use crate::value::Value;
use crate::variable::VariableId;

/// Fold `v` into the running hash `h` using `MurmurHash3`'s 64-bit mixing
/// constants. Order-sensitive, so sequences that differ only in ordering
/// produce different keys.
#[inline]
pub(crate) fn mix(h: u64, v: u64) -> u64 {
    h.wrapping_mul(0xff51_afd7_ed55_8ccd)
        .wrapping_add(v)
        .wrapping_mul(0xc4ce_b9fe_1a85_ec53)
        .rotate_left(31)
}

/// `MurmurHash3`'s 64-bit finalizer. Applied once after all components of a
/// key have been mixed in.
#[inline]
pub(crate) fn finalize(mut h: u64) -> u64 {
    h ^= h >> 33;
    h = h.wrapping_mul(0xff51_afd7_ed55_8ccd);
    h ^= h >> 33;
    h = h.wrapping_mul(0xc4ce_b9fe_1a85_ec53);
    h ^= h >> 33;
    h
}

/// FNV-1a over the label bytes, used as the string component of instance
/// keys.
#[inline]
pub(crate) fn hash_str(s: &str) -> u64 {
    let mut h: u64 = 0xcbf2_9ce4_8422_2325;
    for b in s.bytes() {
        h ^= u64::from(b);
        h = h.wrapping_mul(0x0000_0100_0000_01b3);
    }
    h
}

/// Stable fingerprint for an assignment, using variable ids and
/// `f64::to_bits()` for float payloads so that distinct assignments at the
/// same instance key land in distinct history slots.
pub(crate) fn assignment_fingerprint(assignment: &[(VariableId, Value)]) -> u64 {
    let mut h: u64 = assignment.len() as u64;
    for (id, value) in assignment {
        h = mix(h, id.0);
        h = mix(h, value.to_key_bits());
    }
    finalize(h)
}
:::
→ Action item
Reproduce exactly, with nothing added, the lines from the one that contains "only in ordering" to the end of the data.

→ Exercise result
/// constants. Order-sensitive, so sequences that differ only in ordering
/// produce different keys.
#[inline]
pub(crate) fn mix(h: u64, v: u64) -> u64 {
    h.wrapping_mul(0xff51_afd7_ed55_8ccd)
        .wrapping_add(v)
        .wrapping_mul(0xc4ce_b9fe_1a85_ec53)
        .rotate_left(31)
}

/// `MurmurHash3`'s 64-bit finalizer. Applied once after all components of a
/// key have been mixed in.
#[inline]
pub(crate) fn finalize(mut h: u64) -> u64 {
    h ^= h >> 33;
    h = h.wrapping_mul(0xff51_afd7_ed55_8ccd);
    h ^= h >> 33;
    h = h.wrapping_mul(0xc4ce_b9fe_1a85_ec53);
    h ^= h >> 33;
    h
}

/// FNV-1a over the label bytes, used as the string component of instance
/// keys.
#[inline]
pub(crate) fn hash_str(s: &str) -> u64 {
    let mut h: u64 = 0xcbf2_9ce4_8422_2325;
    for b in s.bytes() {
        h ^= u64::from(b);
        h = h.wrapping_mul(0x0000_0100_0000_01b3);
    }
    h
}

/// Stable fingerprint for an assignment, using variable ids and
/// `f64::to_bits()` for float payloads so that distinct assignments at the
/// same instance key land in distinct history slots.
pub(crate) fn assignment_fingerprint(assignment: &[(VariableId, Value)]) -> u64 {
    let mut h: u64 = assignment.len() as u64;
    for (id, value) in assignment {
        h = mix(h, id.0);
        h = mix(h, value.to_key_bits());
    }
    finalize(h)
}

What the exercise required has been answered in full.